Canada has introduced a new tax on the sale and importation of luxury aircraft, boats, and cars to discourage people from purchasing vehicles that heavily pollute our air.
This July, a much-talked-about report by Yard ranked celebrities based on the amount of harmful carbon pollution their private jets created through frequent flights. Although the report has its flaws, it still provides crucial insight into how wealthy individuals pollute far more than everyday citizens.
This report was published weeks before Canada released new details about its 2022 tax budget, which included the Select Luxury Items Tax Act.
This act, which will go into effect on Sept. 1, will add a 10% tax to the full value of all high-end vehicles, like private jets, yachts, and luxury cars, in Canada. The tax will only apply to aircraft and cars with retail values of over CAD $100,000 (USD $77,000) and boats that cost more than CAD $250,000 (USD $193,000.)

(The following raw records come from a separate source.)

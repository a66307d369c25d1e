// Copyright (c) Meta Platforms, Inc. and affiliates.

// This software may be used and distributed according to the terms of the
// GNU General Public License version 2.

//! Energy model description and the performance-domain list built from it.
//!
//! Only the parts energy-aware placement needs from the scheduler side are
//! here: which CPUs share a frequency domain, the power curve of that domain
//! and the energy estimate for a given utilisation.

use serde::Deserialize;
use serde::Serialize;
use tracing::debug;
use tracing::warn;

use crate::cpumask::Cpumask;

pub const EM_MAX_COMPLEXITY: usize = 2048;

#[derive(Debug, Clone, Copy, PartialEq, Eq, Serialize, Deserialize)]
pub struct PerfState {
    pub frequency_khz: u64,
    pub power_mw: u64,
}

#[derive(Debug, Clone, PartialEq, Eq, Serialize, Deserialize)]
pub struct PerfDomainDesc {
    pub cpus: Vec<usize>,
    /// Sorted by ascending frequency.
    pub states: Vec<PerfState>,
}

/// Platform energy model: one entry per frequency domain.
#[derive(Debug, Clone, Default, PartialEq, Eq, Serialize, Deserialize)]
pub struct EnergyModel {
    pub domains: Vec<PerfDomainDesc>,
    /// Every CPU uses a utilisation-driven frequency governor.
    #[serde(default)]
    pub schedutil: bool,
}

/// A performance domain attached to a root domain.
#[derive(Debug, Clone, PartialEq, Eq)]
pub struct PerfDomain {
    pub cpus: Cpumask,
    pub states: Vec<PerfState>,
    /// `power * max_freq / freq` per state, precomputed.
    pub cost: Vec<u64>,
}

impl PerfDomain {
    fn new(cpus: Cpumask, states: Vec<PerfState>) -> Self {
        let max_freq = states.last().map(|s| s.frequency_khz).unwrap_or(1).max(1);
        let cost = states
            .iter()
            .map(|s| s.power_mw * max_freq / s.frequency_khz.max(1))
            .collect();
        Self { cpus, states, cost }
    }

    /// Index of the lowest state whose frequency can serve `max_util` out of
    /// `scale_cpu`, with the governor's 25% headroom.
    fn state_for(&self, max_util: u64, scale_cpu: u64) -> usize {
        let max_freq = self.states.last().map(|s| s.frequency_khz).unwrap_or(0);
        let util = max_util + (max_util >> 2);
        let freq = util.min(scale_cpu) * max_freq / scale_cpu.max(1);
        self.states
            .iter()
            .position(|s| s.frequency_khz >= freq)
            .unwrap_or(self.states.len().saturating_sub(1))
    }

    /// Estimated energy of running `sum_util` on this domain with the
    /// busiest CPU at `max_util`.
    pub fn compute_energy(&self, max_util: u64, sum_util: u64, scale_cpu: u64) -> u64 {
        if self.states.is_empty() {
            return 0;
        }
        let i = self.state_for(max_util, scale_cpu);
        self.cost[i] * sum_util / scale_cpu.max(1)
    }
}

/// Build the perf-domain list for a partition.
///
/// Returns an empty list when energy-aware placement cannot be used: the
/// partition is symmetric, some CPU lacks the utilisation governor, or the
/// model is too complex to evaluate on the wake-up path.
pub fn build_perf_domains(span: &Cpumask, model: &EnergyModel, asym_capacity: bool) -> Vec<PerfDomain> {
    if model.domains.is_empty() || !asym_capacity {
        return vec![];
    }
    if !model.schedutil {
        debug!("perf domains disabled: no schedutil governor");
        return vec![];
    }
    let mut pds = vec![];
    let mut nr_ps = 0;
    for desc in &model.domains {
        let cpus = Cpumask::from_cpus(span.len(), desc.cpus.iter().copied()).and(span);
        if cpus.is_empty() {
            continue;
        }
        nr_ps += desc.states.len();
        pds.push(PerfDomain::new(cpus, desc.states.clone()));
    }
    let complexity = pds.len() * (span.weight() + nr_ps);
    if complexity > EM_MAX_COMPLEXITY {
        warn!(complexity, "energy model too complex, disabling perf domains");
        return vec![];
    }
    pds
}

#[cfg(test)]
mod tests {
    use super::*;

    fn model() -> EnergyModel {
        EnergyModel {
            domains: vec![
                PerfDomainDesc {
                    cpus: vec![0, 1],
                    states: vec![
                        PerfState { frequency_khz: 500_000, power_mw: 50 },
                        PerfState { frequency_khz: 1_000_000, power_mw: 150 },
                    ],
                },
                PerfDomainDesc {
                    cpus: vec![2, 3],
                    states: vec![
                        PerfState { frequency_khz: 1_000_000, power_mw: 300 },
                        PerfState { frequency_khz: 2_000_000, power_mw: 900 },
                    ],
                },
            ],
            schedutil: true,
        }
    }

    #[test]
    fn builds_only_for_asym_schedutil() {
        let span = Cpumask::full(4);
        assert_eq!(build_perf_domains(&span, &model(), true).len(), 2);
        assert!(build_perf_domains(&span, &model(), false).is_empty());
        let mut m = model();
        m.schedutil = false;
        assert!(build_perf_domains(&span, &m, true).is_empty());
    }

    #[test]
    fn higher_util_costs_more() {
        let pds = build_perf_domains(&Cpumask::full(4), &model(), true);
        let little = &pds[0];
        let low = little.compute_energy(100, 100, 1024);
        let high = little.compute_energy(900, 900, 1024);
        assert!(high > low);
    }
}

The tax is an attempt to limit the pollution released into our air from frivolous travel by making luxury vehicles more expensive. As the Yard report examines, wealthy individuals travel in methods that can be considered the exact opposite of carpooling –– often using private jets to travel short distances in a nearly empty plane.
The issue is that these luxury cars, planes, and yachts use dirty energy sources that release a lot of harmful pollutants into the air, which form a figurative blanket over the Earth and trap heat, causing our planet to overheat.
A statement on the Canadian government's website highlights the differences in the effects of the recent recession between wealthy and non-wealthy people.
"Some Canadians have lost their jobs or small businesses, while some sectors of the economy have flourished," it reads. "That's why it is fair today to ask those Canadians who can afford to buy luxury goods to contribute a little bit more."
Some critics of this tax point out that focusing on individual choices –– such as transportation methods –– shifts the blame away from the main contributor to our overheating planet: the dirty energy industry.
The president and CEO of the Canadian Business Aviation Association, Anthony Norejko, claimed in a statement that the effects of this luxury tax "have not been studied with a comprehensive understanding of [his] industry."Robb Report estimates that the tax would generate CAD $600 million (USD $463 million) in revenue over five years.